| The problem |
Please set down the records below exactly as they appear.

[Information supplied]

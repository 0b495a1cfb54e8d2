// SPDX-FileCopyrightText: 2026 Chatsight Contributors
// SPDX-License-Identifier: MIT OR Apache-2.0

//! Database connection management with PRAGMA setup, WAL mode, and lifecycle.
//!
//! All writes are serialized through tokio-rusqlite's single background
//! thread; the [`Database`] struct IS the single writer. Query modules
//! accept `&Database` and call through `db.connection().call(..)`. Do NOT
//! create additional `Connection` instances for writes.

use chatsight_core::ChatsightError;
use tracing::debug;

use crate::migrations;

/// Handle to the single SQLite connection.
#[derive(Clone)]
pub struct Database {
    conn: tokio_rusqlite::Connection,
}

impl Database {
    /// Opens (creating if needed) the database at `path`, applies PRAGMAs,
    /// and runs pending migrations.
    pub async fn open(path: &str, wal_mode: bool) -> Result<Self, ChatsightError> {
        if let Some(parent) = std::path::Path::new(path).parent()
            && !parent.as_os_str().is_empty()
        {
            std::fs::create_dir_all(parent).map_err(|e| ChatsightError::Storage {
                source: Box::new(e),
            })?;
        }

        let conn = tokio_rusqlite::Connection::open(path)
            .await
            .map_err(|e| ChatsightError::Storage {
                source: Box::new(e),
            })?;

        conn.call(move |conn| -> Result<(), rusqlite::Error> {
            if wal_mode {
                conn.pragma_update(None, "journal_mode", "WAL")?;
            }
            conn.pragma_update(None, "synchronous", "NORMAL")?;
            conn.pragma_update(None, "foreign_keys", "ON")?;
            conn.busy_timeout(std::time::Duration::from_secs(5))?;
            migrations::run_migrations(conn)?;
            Ok(())
        })
        .await
        .map_err(map_tr_err)?;

        debug!(path, wal_mode, "database opened");
        Ok(Self { conn })
    }

    /// The underlying tokio-rusqlite connection.
    pub fn connection(&self) -> &tokio_rusqlite::Connection {
        &self.conn
    }

    /// Checkpoints the WAL and closes the connection.
    pub async fn close(&self) -> Result<(), ChatsightError> {
        self.conn
            .call(|conn| -> Result<(), rusqlite::Error> {
                conn.execute_batch("PRAGMA wal_checkpoint(TRUNCATE);")?;
                Ok(())
            })
            .await
            .map_err(map_tr_err)?;
        debug!("WAL checkpoint complete");
        Ok(())
    }
}

/// Maps a tokio-rusqlite error into the crate-wide storage error.
pub fn map_tr_err(err: tokio_rusqlite::Error) -> ChatsightError {
    ChatsightError::Storage {
        source: Box::new(err),
    }
}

[/Information supplied]

| Response to this exercise |
repository 0b495a1cfb54e8d2
// SPDX-FileCopyrightText: 2026 Chatsight Contributors
// SPDX-License-Identifier: MIT OR Apache-2.0

//! Database connection management with PRAGMA setup, WAL mode, and lifecycle.
//!
//! All writes are serialized through tokio-rusqlite's single background
//! thread; the [`Database`] struct IS the single writer. Query modules
//! accept `&Database` and call through `db.connection().call(..)`. Do NOT
//! create additional `Connection` instances for writes.

use chatsight_core::ChatsightError;
use tracing::debug;

use crate::migrations;

/// Handle to the single SQLite connection.
#[derive(Clone)]
pub struct Database {
    conn: tokio_rusqlite::Connection,
}

impl Database {
    /// Opens (creating if needed) the database at `path`, applies PRAGMAs,
    /// and runs pending migrations.
    pub async fn open(path: &str, wal_mode: bool) -> Result<Self, ChatsightError> {
        if let Some(parent) = std::path::Path::new(path).parent()
            && !parent.as_os_str().is_empty()
        {
            std::fs::create_dir_all(parent).map_err(|e| ChatsightError::Storage {
                source: Box::new(e),
            })?;
        }

        let conn = tokio_rusqlite::Connection::open(path)
            .await
            .map_err(|e| ChatsightError::Storage {
                source: Box::new(e),
            })?;

        conn.call(move |conn| -> Result<(), rusqlite::Error> {
            if wal_mode {
                conn.pragma_update(None, "journal_mode", "WAL")?;
            }
            conn.pragma_update(None, "synchronous", "NORMAL")?;
            conn.pragma_update(None, "foreign_keys", "ON")?;
            conn.busy_timeout(std::time::Duration::from_secs(5))?;
            migrations::run_migrations(conn)?;
            Ok(())
        })
        .await
        .map_err(map_tr_err)?;

        debug!(path, wal_mode, "database opened");
        Ok(Self { conn })
    }

    /// The underlying tokio-rusqlite connection.
    pub fn connection(&self) -> &tokio_rusqlite::Connection {
        &self.conn
    }

    /// Checkpoints the WAL and closes the connection.
    pub async fn close(&self) -> Result<(), ChatsightError> {
        self.conn
            .call(|conn| -> Result<(), rusqlite::Error> {
                conn.execute_batch("PRAGMA wal_checkpoint(TRUNCATE);")?;
                Ok(())
            })
            .await
            .map_err(map_tr_err)?;
        debug!("WAL checkpoint complete");
        Ok(())
    }
}

/// Maps a tokio-rusqlite error into the crate-wide storage error.
pub fn map_tr_err(err: tokio_rusqlite::Error) -> ChatsightError {
    ChatsightError::Storage {
        source: Box::new(err),
    }
}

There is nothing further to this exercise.